- What you will do -
Lines from the start of the data through the line containing "fn next_business_day(&self, date: Date)" must be given again exactly. Leave the others out.

== Segment start ==

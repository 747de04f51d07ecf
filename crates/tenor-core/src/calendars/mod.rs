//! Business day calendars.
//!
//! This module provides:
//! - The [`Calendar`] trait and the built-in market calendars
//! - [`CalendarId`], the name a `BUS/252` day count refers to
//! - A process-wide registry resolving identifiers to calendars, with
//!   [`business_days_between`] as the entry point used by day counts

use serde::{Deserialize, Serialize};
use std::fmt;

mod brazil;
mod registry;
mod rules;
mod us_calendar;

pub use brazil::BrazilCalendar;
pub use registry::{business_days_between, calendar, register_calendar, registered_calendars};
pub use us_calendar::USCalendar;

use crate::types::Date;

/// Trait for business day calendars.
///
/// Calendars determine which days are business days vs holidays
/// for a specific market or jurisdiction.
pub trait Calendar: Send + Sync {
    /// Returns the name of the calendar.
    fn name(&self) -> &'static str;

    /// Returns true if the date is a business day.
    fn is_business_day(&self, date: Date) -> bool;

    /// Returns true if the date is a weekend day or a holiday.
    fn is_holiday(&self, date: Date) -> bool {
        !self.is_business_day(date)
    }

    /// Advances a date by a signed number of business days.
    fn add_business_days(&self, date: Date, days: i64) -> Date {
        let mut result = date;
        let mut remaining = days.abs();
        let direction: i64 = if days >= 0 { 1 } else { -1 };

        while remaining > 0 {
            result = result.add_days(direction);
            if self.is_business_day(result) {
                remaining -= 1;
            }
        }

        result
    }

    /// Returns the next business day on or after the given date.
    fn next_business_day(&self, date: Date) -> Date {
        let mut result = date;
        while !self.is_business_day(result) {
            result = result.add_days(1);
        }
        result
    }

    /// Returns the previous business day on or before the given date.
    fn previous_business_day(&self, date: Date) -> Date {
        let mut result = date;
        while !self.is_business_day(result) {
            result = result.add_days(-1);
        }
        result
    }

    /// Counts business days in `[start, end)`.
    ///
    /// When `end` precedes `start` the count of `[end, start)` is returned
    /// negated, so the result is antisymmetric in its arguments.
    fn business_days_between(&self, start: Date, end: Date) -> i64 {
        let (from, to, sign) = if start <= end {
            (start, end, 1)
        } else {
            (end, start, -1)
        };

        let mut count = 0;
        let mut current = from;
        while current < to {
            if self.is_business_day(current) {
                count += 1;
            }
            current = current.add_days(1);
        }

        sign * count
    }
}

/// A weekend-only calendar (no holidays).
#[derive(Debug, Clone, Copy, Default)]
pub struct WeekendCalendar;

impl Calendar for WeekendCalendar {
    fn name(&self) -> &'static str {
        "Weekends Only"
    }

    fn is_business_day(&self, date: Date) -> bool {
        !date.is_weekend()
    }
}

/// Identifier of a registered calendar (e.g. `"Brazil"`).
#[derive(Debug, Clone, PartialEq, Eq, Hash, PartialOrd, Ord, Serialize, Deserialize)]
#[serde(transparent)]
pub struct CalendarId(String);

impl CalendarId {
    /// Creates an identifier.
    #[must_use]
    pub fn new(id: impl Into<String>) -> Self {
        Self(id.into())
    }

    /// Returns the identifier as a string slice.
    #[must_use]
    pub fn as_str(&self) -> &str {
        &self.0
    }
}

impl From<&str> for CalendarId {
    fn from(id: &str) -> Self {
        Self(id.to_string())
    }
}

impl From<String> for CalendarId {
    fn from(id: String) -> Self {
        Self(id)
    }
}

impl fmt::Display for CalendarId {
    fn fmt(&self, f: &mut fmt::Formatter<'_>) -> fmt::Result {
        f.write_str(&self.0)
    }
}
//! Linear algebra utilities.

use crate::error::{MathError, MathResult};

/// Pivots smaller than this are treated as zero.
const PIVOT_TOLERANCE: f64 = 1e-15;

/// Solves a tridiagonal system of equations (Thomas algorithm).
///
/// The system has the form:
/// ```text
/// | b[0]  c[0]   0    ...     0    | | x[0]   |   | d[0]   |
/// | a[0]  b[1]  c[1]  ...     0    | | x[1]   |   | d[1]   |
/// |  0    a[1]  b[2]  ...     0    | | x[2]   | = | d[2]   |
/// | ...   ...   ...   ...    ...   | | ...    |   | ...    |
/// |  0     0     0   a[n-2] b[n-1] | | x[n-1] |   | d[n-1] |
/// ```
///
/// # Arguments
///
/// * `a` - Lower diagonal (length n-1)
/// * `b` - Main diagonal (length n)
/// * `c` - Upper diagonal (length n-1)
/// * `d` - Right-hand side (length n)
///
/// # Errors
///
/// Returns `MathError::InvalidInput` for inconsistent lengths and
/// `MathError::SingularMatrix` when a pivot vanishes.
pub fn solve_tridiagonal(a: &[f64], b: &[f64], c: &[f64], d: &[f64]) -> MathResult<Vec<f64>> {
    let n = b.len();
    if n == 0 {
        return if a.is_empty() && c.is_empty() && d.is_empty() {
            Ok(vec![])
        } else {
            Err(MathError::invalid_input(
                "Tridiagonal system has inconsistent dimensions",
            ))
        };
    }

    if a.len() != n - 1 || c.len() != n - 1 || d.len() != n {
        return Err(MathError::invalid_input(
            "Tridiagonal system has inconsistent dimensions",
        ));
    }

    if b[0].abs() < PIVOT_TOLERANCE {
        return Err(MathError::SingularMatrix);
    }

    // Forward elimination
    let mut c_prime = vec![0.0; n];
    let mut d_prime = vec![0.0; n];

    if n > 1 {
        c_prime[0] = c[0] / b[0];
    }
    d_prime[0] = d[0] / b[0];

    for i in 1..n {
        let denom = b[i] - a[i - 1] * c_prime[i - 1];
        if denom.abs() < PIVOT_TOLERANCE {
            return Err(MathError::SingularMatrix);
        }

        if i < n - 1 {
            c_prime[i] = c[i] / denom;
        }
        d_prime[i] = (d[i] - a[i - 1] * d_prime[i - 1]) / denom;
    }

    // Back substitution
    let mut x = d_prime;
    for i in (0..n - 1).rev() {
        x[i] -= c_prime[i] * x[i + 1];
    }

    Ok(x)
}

== Segment end ==

- Exercise response -
repository 747de04f51d07ecf
filename crates/tenor-core/src/calendars/mod.rs
//! Business day calendars.
//!
//! This module provides:
//! - The [`Calendar`] trait and the built-in market calendars
//! - [`CalendarId`], the name a `BUS/252` day count refers to
//! - A process-wide registry resolving identifiers to calendars, with
//!   [`business_days_between`] as the entry point used by day counts

use serde::{Deserialize, Serialize};
use std::fmt;

mod brazil;
mod registry;
mod rules;
mod us_calendar;

pub use brazil::BrazilCalendar;
pub use registry::{business_days_between, calendar, register_calendar, registered_calendars};
pub use us_calendar::USCalendar;

use crate::types::Date;

/// Trait for business day calendars.
///
/// Calendars determine which days are business days vs holidays
/// for a specific market or jurisdiction.
pub trait Calendar: Send + Sync {
    /// Returns the name of the calendar.
    fn name(&self) -> &'static str;

    /// Returns true if the date is a business day.
    fn is_business_day(&self, date: Date) -> bool;

    /// Returns true if the date is a weekend day or a holiday.
    fn is_holiday(&self, date: Date) -> bool {
        !self.is_business_day(date)
    }

    /// Advances a date by a signed number of business days.
    fn add_business_days(&self, date: Date, days: i64) -> Date {
        let mut result = date;
        let mut remaining = days.abs();
        let direction: i64 = if days >= 0 { 1 } else { -1 };

        while remaining > 0 {
            result = result.add_days(direction);
            if self.is_business_day(result) {
                remaining -= 1;
            }
        }

        result
    }

    /// Returns the next business day on or after the given date.
    fn next_business_day(&self, date: Date) -> Date {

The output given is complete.